Carbon atoms in pure form can be obtained as materials having two classic types of molecular structure: diamond and graphite. In diamond each carbon atom is linked by equivalent single bonds to four neighboring carbons. The result is a clear very hard material that is used for cutting, in saws with tiny diamonds imbedded in the blades, as tough coatings for metals, and in other industrial uses as well as in jewelry. By contrast, each carbon atom in graphite is linked to only three neighboring carbons, in a sheet, and some of the electrons are in delocalized pi orbitals that permit them to move easily along the sheets.
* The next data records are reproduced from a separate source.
use crate::state::AppState;
use crate::{api, logging};
use axum::http::HeaderValue;
use axum::middleware;
use axum::Router;
use tower_http::cors::{AllowOrigin, Any, CorsLayer};

fn cors_layer(allowed_origins: &[String]) -> CorsLayer {
    let layer = CorsLayer::new().allow_methods(Any).allow_headers(Any);
    if allowed_origins.is_empty() {
        return layer.allow_origin(Any);
    }
    let origins: Vec<HeaderValue> = allowed_origins
        .iter()
        .filter_map(|o| match HeaderValue::from_str(o) {
            Ok(v) => Some(v),
            Err(_) => {
                tracing::warn!(origin = %o, "Ignoring invalid CORS origin");
                None
            }
        })
        .collect();
    layer.allow_origin(AllowOrigin::list(origins))
}

pub fn build_http_app(state: AppState) -> Router {
    let cors = cors_layer(&state.config.cors_allowed_origins);
    api::routes()
        .layer(middleware::from_fn(logging::request_logging))
        .layer(cors)
        .with_state(state)
}
use crate::api::{fail, ok, Failure};
use crate::ingest::{ingest_reading, IngestSummary};
use crate::logging::TraceId;
use crate::state::AppState;
use axum::extract::rejection::{JsonRejection, QueryRejection};
use axum::extract::{Extension, Query, State};
use axum::response::Response;
use axum::Json;
use chrono::{DateTime, Duration, Utc};
use greenmon_common::types::{SensorKind, SensorReading, SensorValues};
use greenmon_storage::{ReadingStore, SampleQuery, StoredSample};
use serde::{Deserialize, Deserializer, Serialize};
use serde_json::Value;

pub const DEFAULT_GREENHOUSE_ID: &str = "greenhouse-001";
pub const MAX_BULK_READINGS: usize = 500;
const DEFAULT_LIST_LIMIT: usize = 100;
const MAX_LIST_LIMIT: usize = 1000;
const DEFAULT_LIST_WINDOW_HOURS: i64 = 24;

/// Device payload as posted by field controllers.
///
/// Sensor fields accept numbers or numeric strings. Anything else, and
/// non-finite numbers, count as absent.
#[derive(Debug, Default, Deserialize)]
#[serde(rename_all = "camelCase")]
pub struct ReadingPayload {
    #[serde(default)]
    pub device_id: Option<String>,
    #[serde(default)]
    pub greenhouse_id: Option<String>,
    #[serde(default, deserialize_with = "lenient_f64")]
    pub temperature: Option<f64>,
    #[serde(default, deserialize_with = "lenient_f64")]
    pub humidity: Option<f64>,
    #[serde(default, deserialize_with = "lenient_f64")]
    pub soil_moisture: Option<f64>,
    #[serde(default, deserialize_with = "lenient_f64")]
    pub light_intensity: Option<f64>,
    #[serde(default, deserialize_with = "lenient_f64")]
    pub water_level: Option<f64>,
    #[serde(default, deserialize_with = "lenient_timestamp")]
    pub timestamp: Option<DateTime<Utc>>,
}

fn lenient_f64<'de, D>(deserializer: D) -> Result<Option<f64>, D::Error>
where
    D: Deserializer<'de>,
{
    let value = Value::deserialize(deserializer)?;
    let number = match value {
        Value::Number(n) => n.as_f64(),
        Value::String(s) => s.trim().parse::<f64>().ok(),
        _ => None,
    };
    Ok(number.filter(|v| v.is_finite()))
}

/// RFC 3339 string or epoch milliseconds. Unparseable values fall back to
/// the receive time.
fn lenient_timestamp<'de, D>(deserializer: D) -> Result<Option<DateTime<Utc>>, D::Error>
where
    D: Deserializer<'de>,
{
    let value = Value::deserialize(deserializer)?;
    Ok(match value {
        Value::String(s) => DateTime::parse_from_rfc3339(s.trim())
            .ok()
            .map(|dt| dt.with_timezone(&Utc)),
        Value::Number(n) => n.as_i64().and_then(DateTime::from_timestamp_millis),
        _ => None,
    })
}

impl ReadingPayload {
    /// Returns `None` when `deviceId` is missing or blank.
    pub fn into_reading(self, received_at: DateTime<Utc>) -> Option<SensorReading> {
        let device_id = self
            .device_id
            .map(|id| id.trim().to_string())
            .filter(|id| !id.is_empty())?;
        let greenhouse_id = or_default_greenhouse(self.greenhouse_id);

        Some(SensorReading {
            greenhouse_id,
            device_id,
            values: SensorValues {
                temperature: self.temperature,
                humidity: self.humidity,
                soil_moisture: self.soil_moisture,
                light_intensity: self.light_intensity,
                water_level: self.water_level,
            },
            timestamp: self.timestamp.unwrap_or(received_at),
        })
    }
}

fn or_default_greenhouse(id: Option<String>) -> String {
    id.map(|id| id.trim().to_string())
        .filter(|id| !id.is_empty())
        .unwrap_or_else(|| DEFAULT_GREENHOUSE_ID.to_string())
}

pub async fn ingest(
    Extension(trace_id): Extension<TraceId>,
    State(state): State<AppState>,
    payload: Result<Json<ReadingPayload>, JsonRejection>,
) -> Response {
    let payload = match payload {
        Ok(Json(payload)) => payload,
        Err(rejection) => return fail(&trace_id, Failure::BadRequest, rejection.body_text()),
    };

    let Some(reading) = payload.into_reading(Utc::now()) else {
        return fail(&trace_id, Failure::BadRequest, "deviceId is required");
    };

    ok(&trace_id, ingest_reading(&state, reading).await)
}

#[derive(Debug, Deserialize)]
pub struct BulkPayload {
    #[serde(default)]
    pub readings: Option<Vec<Value>>,
}

/// Outcome for one entry of a bulk upload. Exactly one of `summary` and
/// `error` is set.
#[derive(Debug, Serialize)]
pub struct BulkItem {
    pub index: usize,
    #[serde(skip_serializing_if = "Option::is_none")]
    pub summary: Option<IngestSummary>,
    #[serde(skip_serializing_if = "Option::is_none")]
    pub error: Option<String>,
}

#[derive(Debug, Serialize)]
pub struct BulkSummary {
    pub processed: usize,
    pub total: usize,
    pub results: Vec<BulkItem>,
}

fn parse_bulk_item(raw: Value, received_at: DateTime<Utc>) -> Result<SensorReading, String> {
    let payload: ReadingPayload = serde_json::from_value(raw).map_err(|e| e.to_string())?;
    payload
        .into_reading(received_at)
        .ok_or_else(|| "deviceId is required".to_string())
}

/// Ingests each entry on its own, in order. A bad entry is reported in its
/// slot and never rejects the rest.
pub async fn ingest_bulk(
    Extension(trace_id): Extension<TraceId>,
    State(state): State<AppState>,
    payload: Result<Json<BulkPayload>, JsonRejection>,
) -> Response {
    let readings = match payload {
        Ok(Json(BulkPayload {
            readings: Some(readings),
        })) if !readings.is_empty() => readings,
        Ok(_) => return fail(&trace_id, Failure::BadRequest, "readings array is required"),
        Err(rejection) => return fail(&trace_id, Failure::BadRequest, rejection.body_text()),
    };
    if readings.len() > MAX_BULK_READINGS {
        return fail(
            &trace_id,
            Failure::BadRequest,
            format!("at most {MAX_BULK_READINGS} readings per request"),
        );
    }

    let received_at = Utc::now();
    let total = readings.len();
    let mut results = Vec::with_capacity(total);
    for (index, raw) in readings.into_iter().enumerate() {
        let item = match parse_bulk_item(raw, received_at) {
            Ok(reading) => BulkItem {
                index,
                summary: Some(ingest_reading(&state, reading).await),
                error: None,
            },
            Err(error) => {
                tracing::warn!(index, error = %error, "Skipping invalid bulk reading");
                BulkItem {
                    index,
                    summary: None,
                    error: Some(error),
                }
            }
        };
        results.push(item);
    }

    let processed = results.iter().filter(|r| r.summary.is_some()).count();
    tracing::info!(processed, total, "Bulk readings ingested");
    ok(
        &trace_id,
        BulkSummary {
            processed,
            total,
            results,
        },
    )
}

/// Filters for reading back stored samples. Times are RFC 3339. Without
/// `from`/`to` the last day is returned.
#[derive(Debug, Default, Deserialize)]
#[serde(rename_all = "camelCase")]
pub struct ListQuery {
    pub greenhouse_id: Option<String>,
    pub device_id: Option<String>,
    pub sensor: Option<SensorKind>,
    pub from: Option<DateTime<Utc>>,
    pub to: Option<DateTime<Utc>>,
    pub limit: Option<usize>,
}

impl ListQuery {
    fn into_sample_query(self, now: DateTime<Utc>) -> Result<SampleQuery, &'static str> {
        let to = self.to.unwrap_or(now);
        let from = self
            .from
            .unwrap_or(to - Duration::hours(DEFAULT_LIST_WINDOW_HOURS));
        if from > to {
            return Err("from must not be after to");
        }
        Ok(SampleQuery {
            greenhouse_id: or_default_greenhouse(self.greenhouse_id),
            device_id: self.device_id.filter(|id| !id.trim().is_empty()),
            kind: self.sensor,
            from,
            to,
            limit: Some(self.limit.unwrap_or(DEFAULT_LIST_LIMIT).clamp(1, MAX_LIST_LIMIT)),
        })
    }
}

#[derive(Debug, Serialize)]
pub struct SampleView {
    pub id: String,
    pub timestamp: DateTime<Utc>,
    pub greenhouse_id: String,
    pub device_id: String,
    pub sensor: SensorKind,
    pub unit: &'static str,
    pub value: f64,
}

impl From<StoredSample> for SampleView {
    fn from(sample: StoredSample) -> Self {
        Self {
            id: sample.id,
            timestamp: sample.timestamp,
            greenhouse_id: sample.greenhouse_id,
            device_id: sample.device_id,
            unit: sample.kind.unit(),
            sensor: sample.kind,
            value: sample.value,
        }
    }
}

pub async fn list(
    Extension(trace_id): Extension<TraceId>,
    State(state): State<AppState>,
    query: Result<Query<ListQuery>, QueryRejection>,
) -> Response {
    let query = match query {
        Ok(Query(query)) => query,
        Err(rejection) => return fail(&trace_id, Failure::BadRequest, rejection.body_text()),
    };
    let query = match query.into_sample_query(Utc::now()) {
        Ok(query) => query,
        Err(msg) => return fail(&trace_id, Failure::BadRequest, msg),
    };

    match state.storage.query_samples(&query).await {
        Ok(samples) => ok(
            &trace_id,
            samples.into_iter().map(SampleView::from).collect::<Vec<_>>(),
        ),
        Err(e) => {
            tracing::error!(greenhouse_id = %query.greenhouse_id, error = %e, "Failed to query samples");
            fail(&trace_id, Failure::Storage, "storage error")
        }
    }
}

#[cfg(test)]
mod tests {
    use super::*;

    fn parse(json: &str) -> ReadingPayload {
        serde_json::from_str(json).unwrap()
    }

    #[test]
    fn numeric_strings_are_accepted() {
        let payload = parse(r#"{"deviceId":"esp32-01","temperature":"31.5","humidity":55}"#);
        assert_eq!(payload.temperature, Some(31.5));
        assert_eq!(payload.humidity, Some(55.0));
    }

    #[test]
    fn malformed_fields_are_dropped() {
        let payload = parse(
            r#"{"deviceId":"esp32-01","temperature":"hot","humidity":null,"soilMoisture":[1],"timestamp":"yesterday"}"#,
        );
        assert_eq!(payload.temperature, None);
        assert_eq!(payload.humidity, None);
        assert_eq!(payload.soil_moisture, None);
        assert_eq!(payload.timestamp, None);
    }

    #[test]
    fn greenhouse_defaults_and_device_is_required() {
        let now = Utc::now();
        let reading = parse(r#"{"deviceId":"esp32-01","soilMoisture":50}"#)
            .into_reading(now)
            .unwrap();
        assert_eq!(reading.greenhouse_id, DEFAULT_GREENHOUSE_ID);
        assert_eq!(reading.timestamp, now);
        assert_eq!(reading.values.soil_moisture, Some(50.0));

        assert!(parse(r#"{"temperature":20}"#).into_reading(now).is_none());
        assert!(parse(r#"{"deviceId":"  "}"#).into_reading(now).is_none());
    }

    #[test]
    fn timestamp_accepts_rfc3339_and_epoch_millis() {
        let a = parse(r#"{"deviceId":"d","timestamp":"2024-03-01T12:00:00Z"}"#);
        let b = parse(r#"{"deviceId":"d","timestamp":1709294400000}"#);
        assert_eq!(a.timestamp, b.timestamp);
        assert!(a.timestamp.is_some());
    }

    #[test]
    fn bulk_items_are_parsed_independently() {
        let now = Utc::now();
        assert!(parse_bulk_item(serde_json::json!({"deviceId": "d", "temperature": 20}), now).is_ok());
        assert_eq!(
            parse_bulk_item(serde_json::json!({"temperature": 20}), now).unwrap_err(),
            "deviceId is required"
        );
        assert!(parse_bulk_item(serde_json::json!("not an object"), now).is_err());
    }

    #[test]
    fn list_query_defaults_to_last_day_and_clamps_limit() {
        let now = Utc::now();
        let query = ListQuery {
            limit: Some(50_000),
            ..Default::default()
        }
        .into_sample_query(now)
        .unwrap();
        assert_eq!(query.greenhouse_id, DEFAULT_GREENHOUSE_ID);
        assert_eq!(query.to, now);
        assert_eq!(query.from, now - Duration::hours(24));
        assert_eq!(query.limit, Some(MAX_LIST_LIMIT));

        let inverted = ListQuery {
            from: Some(now),
            to: Some(now - Duration::hours(1)),
            ..Default::default()
        };
        assert!(inverted.into_sample_query(now).is_err());
    }
}
use super::threshold::{Breach, CompareOp};
use super::SensorRule;
use crate::config::ThresholdConfig;
use greenmon_common::types::{
    CandidateDetection, ConditionType, SensorKind, SensorReading, Severity,
};

/// Humidity outside `[low, high]` is always medium severity.
pub struct HumidityRule;

impl SensorRule for HumidityRule {
    fn kind(&self) -> SensorKind {
        SensorKind::Humidity
    }

    fn evaluate(
        &self,
        reading: &SensorReading,
        value: f64,
        config: &ThresholdConfig,
    ) -> Option<CandidateDetection> {
        let bounds = &config.humidity;
        let breach = Breach::check(
            ConditionType::HumidityHigh,
            CompareOp::GreaterThan,
            value,
            bounds.high,
            || Severity::Medium,
        )
        .or_else(|| {
            Breach::check(
                ConditionType::HumidityLow,
                CompareOp::LessThan,
                value,
                bounds.low,
                || Severity::Medium,
            )
        })?;

        Some(breach.into_detection(reading, SensorKind::Humidity, value))
    }
}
The extensive aromaticity of carbon sheets leads to electronic transitions with energies in the visible light region, so that graphite absorbs throughout the visible region and is a black material. In addition, the mobility of the pi electrons in graphite makes it an electrical conductor, in stark contrast to the insulating properties of diamond.

A new type of structure has recently been discovered in which the sheets of graphite-like carbons are curved. The first example, called fullerene (after the geodesic domes of Buckminster Fuller), has 60 carbons in a sphere. It resembles a soccer ball with its five- and six-sided polygons (in contrast to graphite, which resembles a floor tile pattern, with hexagons only). A Nobel prize was awarded in 1996 to Robert F. Curl, Jr., Harold W. Kroto, and Richard E. Smalley for their discovery of fullerenes. Instead of curling into a sphere, the sheets of carbon with hexagons can also curve into tubes with diameters on the order of 1 nm (often called nanotubes), tiny whiskers that are sometimes quite long. Because of the electrical conductivity of pi electrons, these tubes are also electrically conducting, somewhat like graphite. While they are already used in research instruments to probe microscopic structures, one of the challenges is to use these new structures in miniature devices, or as building blocks for organized chemical structures.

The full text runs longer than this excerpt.